But this Washington Post column is a load of shit.
I'm not saying the main point isn't accurate (though I don't know, other than what is said in the story). It might be. But that point is this: some of the language or points of argumentation we hear from conservatives today--particularly about the importance of reason, science, and free speech; about the risks of tearing down institutions; and about the importance of civility--is eerily similar to arguments from slavery apologists 150 years ago.
That might be true. The language, and maybe even the arguments, may well be similar or the same. But stop and think: does that mean anything at all? Is the actual point here that we ought not argue for reason, science, and free speech? Is the emphasis of those things tainted by the Confederates of old?
That. Is. Moronic.
Confederates also claimed the imprimatur of God Himself. Guess what: so did abolitionists! There are dozens of (Democratic party produced) yard signs in my neighborhood talking about "we believe in science," etc. OK, so are they to be compared with advocates of slavery? To say that the same rough line of reasoning (or even sometimes the same words) have been used by different people over time isn't a shocking coincidence proving alignment, it's FUCKING OBVIOUS. Western civilization on the whole has "believed in" freedom, reason, logic, science, and free speech since the Enlightenment, and people on all sides of all issues have used that sort of argument to defend wildly diverse and sometimes contradictory positions.
Further, the article more or less just lays out a similar kind of lame attack on people included in the so-called "Intellectual Dark Web" (dumbest name ever), a loose coalition of people ranging from VERY conservative (Ben Shapiro) to VERY progressive (Bret Weinstein) and everywhere in between (Dave Rubin, Jordan Peterson, Sam Harris, Eric Weinstein, Bari Weiss, Christina Hoff-Sommers, Steve Pinker, Jonathan Haidt, and so on). Every such article simply lumps these people together into a far-right or alt-right territory and basically dismisses them as whining about being suppressed, even as their apparent jealousy about those people's ratings on nontraditional outlets is impossible to miss ... because the articles always mention it.
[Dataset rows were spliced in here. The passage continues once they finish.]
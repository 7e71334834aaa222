//! Description of the generic type `RoutePrefix`.

#[cfg(feature = "ipnet")]
use ipnet::Ipv6Net;
#[cfg(feature = "ipnetwork")]
use ipnetwork::Ipv6Network;
use num_traits::{PrimInt, Unsigned};

use crate::bits::{mask_from_prefix_len, KEY_BITS};

/// Trait for anything that can be routed or configured in a [`crate::PopTrie`]: a 128-bit key
/// together with the number of leading bits that are significant.
pub trait RoutePrefix {
    /// The key, left-justified in 128 bits. Bits after `prefix_len` may be set; they are ignored.
    fn key(&self) -> u128;

    /// Prefix length (at most 128).
    fn prefix_len(&self) -> u8;

    /// The key with all bits after `self.prefix_len()` cleared.
    fn mask(&self) -> u128 {
        self.key() & mask_from_prefix_len::<u128>(self.prefix_len())
    }

    /// The masked key split into its `(high, low)` words.
    fn halves(&self) -> (u64, u64) {
        let key = self.mask();
        ((key >> 64) as u64, key as u64)
    }
}

#[cfg(feature = "ipnet")]
impl RoutePrefix for Ipv6Net {
    fn key(&self) -> u128 {
        self.network().into()
    }

    fn prefix_len(&self) -> u8 {
        self.prefix_len()
    }

    fn mask(&self) -> u128 {
        self.network().into()
    }
}

#[cfg(feature = "ipnetwork")]
impl RoutePrefix for Ipv6Network {
    fn key(&self) -> u128 {
        self.network().into()
    }

    fn prefix_len(&self) -> u8 {
        self.prefix()
    }
}

#[cfg(feature = "cidr")]
impl RoutePrefix for cidr::Ipv6Cidr {
    fn key(&self) -> u128 {
        self.first_address().into()
    }

    fn prefix_len(&self) -> u8 {
        self.network_length()
    }
}

/// A plain unsigned integer with a length. The integer is left-justified into the 128-bit key, so
/// `(0xfe80u16, 10)` denotes `fe80::/10`, and `(u128, u8)` is the raw form.
impl<R> RoutePrefix for (R, u8)
where
    R: Unsigned + PrimInt,
{
    fn key(&self) -> u128 {
        let width = R::zero().count_zeros() as u8;
        self.0.to_u128().unwrap_or_default() << (KEY_BITS - width)
    }

    fn prefix_len(&self) -> u8 {
        self.1
    }
}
It's funny how everyone always sees his opponent's "victim mentality" while being blind to his own even as he screams it.
This writer (who inevitably in this kind of article begins with her conservative bona fides, which sound a lot like "I have black friends" or "My hairdresser is gay") does exactly what bothers me about many people and their takes on their political opponents: they simultaneously make them superhuman evil masterminds and whiny, childish imbeciles. Which is it? For example, she says these people thrive exclusively on their victimhood: if they talk about being persecuted, that is their/an identity. Vanity Fair recently said NYT opinion writer Bari Weiss is sometimes called “alt-right” and “fascist;” this writer runs with that and concludes that “if she’s not defined by being hated, then what is she?” Because apparently being an NYT columnist isn’t an identity. Funny, considering earlier in the article she uses these people's popular positions as proof that they aren’t victims or powerless. So are they someone because of their roles, or would they be no one without the identity? It’s her argument, and she is taking both sides.
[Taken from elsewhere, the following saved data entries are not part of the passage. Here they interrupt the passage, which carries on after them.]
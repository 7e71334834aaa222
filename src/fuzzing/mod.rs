//! Module for testing using fuzzing (quickcheck)
#![allow(clippy::type_complexity)]

use std::collections::HashMap;
use std::fmt::Debug;

use crate::bits::mask_from_prefix_len;
use crate::test::validate;
use crate::*;
use quickcheck::Arbitrary;

mod basic;

#[cfg(miri)]
const DEFAULT_NUM_TESTS: usize = 10;
#[cfg(not(miri))]
const DEFAULT_NUM_TESTS: usize = 10000;
const DEFAULT_GEN_SIZE: usize = 100;

/// Read a numeric setting from the environment, falling back to `default`.
fn env_setting(name: &str, default: usize) -> usize {
    std::env::var(name)
        .ok()
        .and_then(|x| x.parse().ok())
        .unwrap_or(default)
}

fn proptest_runner<A: Arbitrary + Debug, F: Fn(A) -> bool>(f: F) {
    let num_tests = env_setting("QUICKCHECK_TESTS", DEFAULT_NUM_TESTS);
    let mut gen = quickcheck::Gen::new(env_setting("QUICKCHECK_GENERATOR_SIZE", DEFAULT_GEN_SIZE));

    for _ in 0..num_tests {
        let input = A::arbitrary(&mut gen);
        if !f(input.clone()) {
            shrink_failure(&f, input)
        }
    }
}

/// Shrink a failing input until none of its shrunken forms fails any more, then panic with it.
fn shrink_failure<A: Arbitrary + Debug, F: Fn(A) -> bool>(f: &F, mut input: A) -> ! {
    while let Some(smaller) = input.shrink().find(|i| !f(i.clone())) {
        input = smaller;
    }
    panic!("[QUICKCHECK] Test case failed!\n  Minimal input:\n    {input:?}");
}

#[allow(missing_docs)]
#[macro_export]
macro_rules! qc {
    ($name:ident, $f:ident) => {
        #[test]
        fn $name() {
            proptest_runner($f)
        }
    };
}

/// A masked 128-bit prefix. Keys are derived from a handful of base patterns so that random
/// prefixes frequently share leading bits, diverge inside compressed runs, and cross the
/// boundary between the two key words.
#[derive(PartialEq, Eq, Hash, Clone, Copy)]
struct TestPrefix(u128, u8);

impl TestPrefix {
    fn new(key: u128, len: u8) -> Self {
        Self(key & mask_from_prefix_len::<u128>(len), len)
    }

    fn contains(&self, other: &Self) -> bool {
        self.1 <= other.1 && other.0 & mask_from_prefix_len::<u128>(self.1) == self.0
    }
}

impl Debug for TestPrefix {
    fn fmt(&self, f: &mut std::fmt::Formatter<'_>) -> std::fmt::Result {
        write!(f, "{:032x}/{}", self.0, self.1)
    }
}

impl RoutePrefix for TestPrefix {
    fn key(&self) -> u128 {
        self.0
    }

    fn prefix_len(&self) -> u8 {
        self.1
    }
}

const BASES: [u128; 5] = [
    0,
    u128::MAX,
    0x2001_0db8_0000_0000_0000_0000_0000_0000,
    0xaaaa_aaaa_aaaa_aaaa_aaaa_aaaa_aaaa_aaaa,
    0x0123_4567_89ab_cdef_fedc_ba98_7654_3210,
];

impl Arbitrary for TestPrefix {
    fn arbitrary(g: &mut quickcheck::Gen) -> Self {
        let base = *g.choose(&BASES).unwrap();
        let noise_from: u32 = *g
            .choose(&[0, 8, 16, 32, 48, 60, 63, 64, 65, 70, 96, 120, 127, 128])
            .unwrap();
        let noise = u128::arbitrary(g).checked_shr(noise_from).unwrap_or(0);
        #[rustfmt::skip]
        let len: u8 = *g
            .choose(&[
                0,
                1, 2, 7, 8, 9,
                16, 24, 31, 32, 33,
                40, 48, 48, 56, 60, 63,
                64, 64, 64, 65, 66, 70,
                72, 80, 96, 100, 112,
                120, 126, 127, 128, 128,
            ])
            .unwrap();
        Self::new(base ^ noise, len)
    }

    fn shrink(&self) -> Box<dyn Iterator<Item = Self>> {
        if self.1 == 0 {
            quickcheck::empty_shrinker()
        } else {
            quickcheck::single_shrinker(Self::new(self.0, self.1 - 1))
        }
    }
}

/// Reference longest-prefix match by scanning every configured prefix.
fn oracle_lpm(entries: &HashMap<TestPrefix, PopId>, query: &TestPrefix) -> (PopId, u8) {
    entries
        .iter()
        .filter(|(p, _)| p.contains(query))
        .max_by_key(|(p, _)| p.1)
        .map(|(p, pop)| (*pop, p.1))
        .unwrap_or((0, 0))
}
use super::*;

qc!(route_matches_oracle, _route_matches_oracle);
fn _route_matches_oracle((list, queries): (Vec<(TestPrefix, PopId)>, Vec<TestPrefix>)) -> bool {
    let mut trie = PopTrie::new();
    let mut entries = HashMap::new();
    for (p, pop) in list {
        trie.insert_prefix(&p, pop);
        entries.insert(p, pop);
    }
    validate(&trie);

    // every configured prefix is also queried, exactly and as the covering prefix of itself
    entries
        .keys()
        .chain(queries.iter())
        .all(|q| trie.route_prefix(q) == oracle_lpm(&entries, q))
}

qc!(exact_match, _exact_match);
fn _exact_match((list, queries): (Vec<(TestPrefix, PopId)>, Vec<TestPrefix>)) -> bool {
    let trie: PopTrie = list.iter().copied().collect();
    let entries: HashMap<TestPrefix, PopId> = list.into_iter().collect();
    trie.len() == entries.len()
        && entries.iter().all(|(p, pop)| trie.get_prefix(p) == Some(*pop))
        && queries
            .iter()
            .all(|q| trie.get_prefix(q) == entries.get(q).copied())
}

qc!(insert_order_is_irrelevant, _insert_order_is_irrelevant);
fn _insert_order_is_irrelevant(
    (list, queries): (Vec<(TestPrefix, PopId)>, Vec<TestPrefix>),
) -> bool {
    let entries: HashMap<TestPrefix, PopId> = list.into_iter().collect();
    let mut sorted: Vec<(TestPrefix, PopId)> = entries.into_iter().collect();
    sorted.sort_by_key(|(p, _)| (p.1, p.0));
    let forward: PopTrie = sorted.iter().copied().collect();
    let backward: PopTrie = sorted.iter().rev().copied().collect();
    validate(&forward);
    validate(&backward);
    sorted
        .iter()
        .map(|(p, _)| p)
        .chain(queries.iter())
        .all(|q| forward.route_prefix(q) == backward.route_prefix(q))
}

qc!(reinsert_is_idempotent, _reinsert_is_idempotent);
fn _reinsert_is_idempotent(list: Vec<(TestPrefix, PopId)>) -> bool {
    let mut trie: PopTrie = list.iter().copied().collect();
    let repr = format!("{trie:?}");
    let nodes = trie.node_count();
    let len = trie.len();
    let entries: HashMap<TestPrefix, PopId> = list.into_iter().collect();
    for (p, pop) in entries.iter() {
        if trie.insert_prefix(p, *pop) != Some(*pop) {
            return false;
        }
    }
    format!("{trie:?}") == repr && trie.node_count() == nodes && trie.len() == len
}

qc!(shorter_query_never_matches_longer_prefix, _shorter_query);
fn _shorter_query((list, queries): (Vec<(TestPrefix, PopId)>, Vec<TestPrefix>)) -> bool {
    let trie: PopTrie = list.into_iter().collect();
    queries.iter().all(|q| {
        let (_, len) = trie.route_prefix(q);
        len <= q.1
    })
}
She closes the piece with “If somebody says liberals have become illiberal, you should consider whether it’s true. But you should also know that this assertion has a long history and that George Wallace and Barry Goldwater used it in their eras to powerful effect. People who make this claim aren’t “renegades.” They’re heirs to an extremely specific tradition in American political rhetoric, one that has become a dangerous inheritance.”
Are you kidding me? First, I'm all for people shutting the hell up about trying to paint themselves as oppressed or as being renegades in all but the most obviously true cases. But is this writer, Eve Fairbanks, honestly saying that the likes of not only the very conservative Ben Shapiro or (absurdly) controversial Jordan Peterson, but the milquetoast Bret Stephens, Nicholas Kristof, and the liberal Sam Harris are the equivalent of slaveholders? Seriously?
This is the sort of article that gives conservatives their ammunition. It pushes them further right. It makes them more dismissive of the left. And what's more, it is either idiotic or dishonest anyway. I have some ideas as to why mainstream media journalists have been so opposed to these popular "thinkers" (the wisdom of each particular one I won't even incorporate into my point, but would be happy to later), but that's for another day.
For the time being, I just need to say, Washington Post, you are better than that.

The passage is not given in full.